Without DEI leadership, programming, goals, workshops, training, inclusive hiring and retention practices, and employee resource groups, we are seeing Black people, especially Black women, lose the value and appreciation they had following the murder of George Floyd. 

Similar to the attack we’re seeing on DEI programs, Black women, who commonly lead these efforts simply by being in positions of power, are being targeted, too. Dr. Claudine Gay was fired by white supremacy. To you, and from Dr. Gay’s statement, it may look like a resignation from the prestigious title of President of her alma mater Harvard University. To me, it was the only way she could save her life. Like Dr. Gay, I’m a first-generation Haitian American who’s also a doctor and executive. That’s not all we have in common. We’ve both been on the receiving end of death threats and have been called the N-word — the history of which, by the way, can’t be taught at the dozens of schools that have outlawed Black history lessons and/or classes. 
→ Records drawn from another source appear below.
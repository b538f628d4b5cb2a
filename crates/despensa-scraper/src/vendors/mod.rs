//! Concrete [`crate::CatalogSource`] implementations, one per storefront.

pub mod consum;
pub mod mercadona;

pub use consum::ConsumSource;
pub use mercadona::MercadonaSource;

use serde_json::Value;

/// Best-effort product id for error messages when a raw product does not
/// deserialize.
pub(crate) fn raw_product_id(raw: &Value) -> String {
    match raw.get("id") {
        Some(Value::String(s)) => s.clone(),
        Some(Value::Number(n)) => n.to_string(),
        _ => "<unknown>".to_string(),
    }
}
//! The capability interface every vendor implements so that one
//! [`crate::CatalogWalker`] can traverse any catalog tree.

use async_trait::async_trait;
use despensa_core::{Product, Vendor};

use crate::error::ScraperError;

/// Depth of a node in the catalog tree.
#[derive(Debug, Clone, Copy, PartialEq, Eq)]
pub enum Level {
    Department,
    Category,
    Subcategory,
    Subtype,
}

impl Level {
    /// The level one step below `self`, or `None` at the leaf.
    #[must_use]
    pub fn child(self) -> Option<Level> {
        match self {
            Level::Department => Some(Level::Category),
            Level::Category => Some(Level::Subcategory),
            Level::Subcategory => Some(Level::Subtype),
            Level::Subtype => None,
        }
    }
}

impl std::fmt::Display for Level {
    fn fmt(&self, f: &mut std::fmt::Formatter<'_>) -> std::fmt::Result {
        match self {
            Level::Department => write!(f, "department"),
            Level::Category => write!(f, "category"),
            Level::Subcategory => write!(f, "subcategory"),
            Level::Subtype => write!(f, "subtype"),
        }
    }
}

/// Where a node's children come from.
///
/// Vendors embed different amounts of the tree in each response: a node's
/// children may already be in the payload, or may need one more request.
#[derive(Debug)]
pub enum Children<P> {
    /// Child nodes embedded in the response that produced this node.
    Nodes(Vec<CatalogNode<P>>),
    /// Child nodes must be fetched with [`CatalogSource::fetch_children`].
    Remote,
    /// Leaf with raw products embedded in the response.
    Products(Vec<P>),
    /// Leaf whose products must be fetched with
    /// [`CatalogSource::fetch_leaf_products`].
    RemoteProducts,
}

/// One node of a vendor's catalog tree, owning its children.
#[derive(Debug)]
pub struct CatalogNode<P> {
    pub external_id: String,
    pub name: String,
    pub level: Level,
    pub children: Children<P>,
}

/// Vendor capabilities the walker is written against.
#[async_trait]
pub trait CatalogSource: Send + Sync {
    /// Raw product payload handed from the fetch step to
    /// [`CatalogSource::normalize_product`].
    type RawProduct: Send;

    fn vendor(&self) -> Vendor;

    /// Issues the top-level listing call.
    async fn fetch_root(&self) -> Result<Vec<CatalogNode<Self::RawProduct>>, ScraperError>;

    /// Fetches the children of a node marked [`Children::Remote`].
    ///
    /// The default errors: vendors that never emit `Remote` need not
    /// implement it.
    async fn fetch_children(
        &self,
        node_id: &str,
    ) -> Result<Vec<CatalogNode<Self::RawProduct>>, ScraperError> {
        Err(ScraperError::Traversal {
            node_id: node_id.to_owned(),
            reason: format!("{} does not serve child nodes remotely", self.vendor()),
        })
    }

    /// Fetches the products of a leaf marked [`Children::RemoteProducts`].
    async fn fetch_leaf_products(
        &self,
        node_id: &str,
    ) -> Result<Vec<Self::RawProduct>, ScraperError> {
        Err(ScraperError::Traversal {
            node_id: node_id.to_owned(),
            reason: format!("{} does not serve leaf products remotely", self.vendor()),
        })
    }

    /// Converts one raw product into the canonical [`Product`].
    ///
    /// # Errors
    ///
    /// Returns [`ScraperError::Normalization`] when an expected field is
    /// missing or malformed.
    fn normalize_product(&self, raw: Self::RawProduct) -> Result<Product, ScraperError>;
}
In her op-ed for The New York Times, Dr. Gay, who stepped down after facing criticism for her responses in a congressional hearing about antisemitism on campus, wrote that she hoped doing so would “deny demagogues the opportunity to further weaponize my presidency in their campaign to undermine the ideals animating Harvard since its founding: excellence, openness, independence, truth.” She added, “The campaign against me was about more than one university and one leader. This was merely a single skirmish in a broader war to unravel public faith in pillars of American society.” She seemed to be trying to warn us of how this would be connected to the deterioration of DEI: “Campaigns of this kind often start with attacks on education and expertise because these are the tools that best equip communities to see through propaganda.” 
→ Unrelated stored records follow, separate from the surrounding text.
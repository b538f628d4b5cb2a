use thiserror::Error;

#[derive(Debug, Error)]
pub enum ScraperError {
    #[error("HTTP error: {0}")]
    Http(#[from] reqwest::Error),

    #[error("JSON deserialization error for {context}: {source}")]
    Deserialize {
        context: String,
        #[source]
        source: serde_json::Error,
    },

    #[error("maximum request limit reached at {url} (HTTP 429); wait before scraping again")]
    RateLimited { url: String },

    #[error("unexpected HTTP status {status} from {url}")]
    UnexpectedStatus { status: u16, url: String },

    #[error("invalid base URL \"{base_url}\": {reason}")]
    InvalidBaseUrl { base_url: String, reason: String },

    #[error("normalization error for product {source_product_id}: {reason}")]
    Normalization {
        source_product_id: String,
        reason: String,
    },

    #[error("catalog traversal error at node {node_id}: {reason}")]
    Traversal { node_id: String, reason: String },
}

impl ScraperError {
    /// Returns `true` for failures of the HTTP layer: bad status, network
    /// errors, or a body that is not the expected JSON.
    ///
    /// Transport failures always abort a walk, regardless of the product
    /// error policy.
    #[must_use]
    pub fn is_transport(&self) -> bool {
        matches!(
            self,
            ScraperError::Http(_)
                | ScraperError::Deserialize { .. }
                | ScraperError::RateLimited { .. }
                | ScraperError::UnexpectedStatus { .. }
                | ScraperError::InvalidBaseUrl { .. }
        )
    }
}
I never thought that being a Black woman in a leadership position involved being courageous. For me, it was and is about speaking the truth about how I deserve the same opportunities as the white man who succeeded Dr. Gay at Harvard. But in the months since Dr. Gay’s departure from Harvard, we’ve seen and continue to see attacks on not only DEI programs but also Black women. And I’m tired. The flicker of the spark I’d once sought while leading others is dull. The future is dark, absent of Black women in leadership roles. Black women will remain the scapegoat of white supremacy until it is dismantled. 
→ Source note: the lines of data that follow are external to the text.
//! Error types shared by the codec and both bridge clients.

use std::{io, time::Duration};

use thiserror::Error;

/// Result type for bridge operations.
pub type Result<T> = std::result::Result<T, Error>;

/// Errors surfaced by the bridge clients.
#[derive(Error, Debug)]
pub enum Error {
    /// Connect refused, connection reset and other transport failures.
    #[error("I/O error: {0}")]
    Io(#[from] io::Error),

    /// The bridge closed the connection while a reply was pending.
    #[error("connection closed by the bridge")]
    ConnectionClosed,

    /// No reply arrived within the configured timeout.
    #[error("no reply from the bridge within {0:?}")]
    TimedOut(Duration),

    /// A reply line that matches no grammar expected for the command sent.
    #[error("malformed reply: {0:?}")]
    MalformedReply(String),

    /// An error reported by the router.
    #[error(transparent)]
    Protocol(#[from] ProtocolError),

    /// Binary or text decoding failed. Reader failures during decoding
    /// become [`Error::Io`] instead.
    #[error(transparent)]
    Codec(CodecError),

    /// Invalid client configuration.
    #[error("configuration error: {0}")]
    InvalidConfig(String),
}

impl Error {
    /// Returns the router error if this is one.
    pub fn as_protocol(&self) -> Option<&ProtocolError> {
        match self {
            Error::Protocol(e) => Some(e),
            _ => None,
        }
    }

    pub(crate) fn malformed(line: impl Into<String>) -> Self {
        Error::MalformedReply(line.into())
    }
}

impl From<CodecError> for Error {
    fn from(error: CodecError) -> Self {
        match error {
            CodecError::Io { kind, message } => Error::Io(io::Error::new(kind, message)),
            other => Error::Codec(other),
        }
    }
}

/// Router-reported error conditions.
///
/// Each variant carries the message text the router sent along with it.
/// SAM result codes are noted on each variant; BOB `ERROR` lines always map
/// to [`ProtocolError::Router`].
#[derive(Error, Debug, Clone, PartialEq, Eq)]
pub enum ProtocolError {
    /// `NOVERSION`
    #[error("protocol version not supported: {0}")]
    ProtocolNotSupported(String),

    /// `INVALID_ID`
    #[error("session id not valid: {0}")]
    SessionIdNotValid(String),

    /// `DUPLICATED_ID`
    #[error("session id already used: {0}")]
    SessionIdAlreadyUsed(String),

    /// `DUPLICATED_DEST`
    #[error("destination already used: {0}")]
    DestinationAlreadyUsed(String),

    /// `INVALID_KEY`
    #[error("key not valid: {0}")]
    KeyNotValid(String),

    /// `KEY_NOT_FOUND`
    #[error("key not found: {0}")]
    KeyNotFound(String),

    /// `CANT_REACH_PEER`
    #[error("peer not reachable: {0}")]
    PeerNotReachable(String),

    /// `PEER_NOT_FOUND`
    #[error("peer not found: {0}")]
    PeerNotFound(String),

    /// `TIMEOUT`
    #[error("router timeout: {0}")]
    Timeout(String),

    /// `I2P_ERROR`, BOB `ERROR` lines and unrecognized result codes.
    #[error("router error: {0}")]
    Router(String),
}

impl ProtocolError {
    /// Maps a SAM `RESULT=` code to its error variant.
    ///
    /// Returns `None` for `OK`, which is not an error.
    pub fn from_result_code(code: &str, message: impl Into<String>) -> Option<Self> {
        let message = message.into();
        let error = match code {
            "OK" => return None,
            "NOVERSION" => Self::ProtocolNotSupported(message),
            "INVALID_ID" => Self::SessionIdNotValid(message),
            "DUPLICATED_ID" => Self::SessionIdAlreadyUsed(message),
            "DUPLICATED_DEST" => Self::DestinationAlreadyUsed(message),
            "INVALID_KEY" => Self::KeyNotValid(message),
            "KEY_NOT_FOUND" => Self::KeyNotFound(message),
            "CANT_REACH_PEER" => Self::PeerNotReachable(message),
            "PEER_NOT_FOUND" => Self::PeerNotFound(message),
            "TIMEOUT" => Self::Timeout(message),
            _ => Self::Router(message),
        };
        Some(error)
    }

    /// The message text carried by this error.
    pub fn message(&self) -> &str {
        match self {
            Self::ProtocolNotSupported(m)
            | Self::SessionIdNotValid(m)
            | Self::SessionIdAlreadyUsed(m)
            | Self::DestinationAlreadyUsed(m)
            | Self::KeyNotValid(m)
            | Self::KeyNotFound(m)
            | Self::PeerNotReachable(m)
            | Self::PeerNotFound(m)
            | Self::Timeout(m)
            | Self::Router(m) => m,
        }
    }
}

/// Decoding failures for I2P data structures.
#[derive(Error, Debug, Clone, PartialEq, Eq)]
pub enum CodecError {
    /// Fewer bytes were available than the structure requires.
    #[error("truncated {structure}: expected {expected} bytes, {available} available")]
    TruncatedInput {
        structure: &'static str,
        expected: usize,
        available: usize,
    },

    /// The text form is not valid I2P Base64.
    #[error("invalid base64: {0}")]
    Base64(#[from] base64::DecodeError),

    /// A certificate payload longer than its 2-byte length field allows.
    #[error("certificate payload of {len} bytes exceeds {max}")]
    PayloadTooLarge { len: usize, max: usize },

    /// The reader failed while a structure was being decoded.
    #[error("read failed: {message}")]
    Io { kind: io::ErrorKind, message: String },
}

impl From<io::Error> for CodecError {
    fn from(error: io::Error) -> Self {
        CodecError::Io {
            kind: error.kind(),
            message: error.to_string(),
        }
    }
}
But then again, courage is the ability to do something that frightens someone and maintain strength amid grief and pain. Our stereotype is strong Black women because we are experts at grief and pain due to white supremacy. We are experts at finding ways to be seen in the darkest spaces. We have always been doing the work of dismantling white supremacy, which white people caused, and many ignore for their own comfort. Perhaps the future of Black women and DEI is bright after all.


Akilah Cadet, DHSc, MPH, is the Founder and CEO of Change Cadet, an organizational development consulting firm that offers services that support embedding belonging into overall company culture, identity, and strategy. Dismantling white supremacy through storytelling is at the core of her work as a leader, speaker, creative director, producer, writer, editor, and author.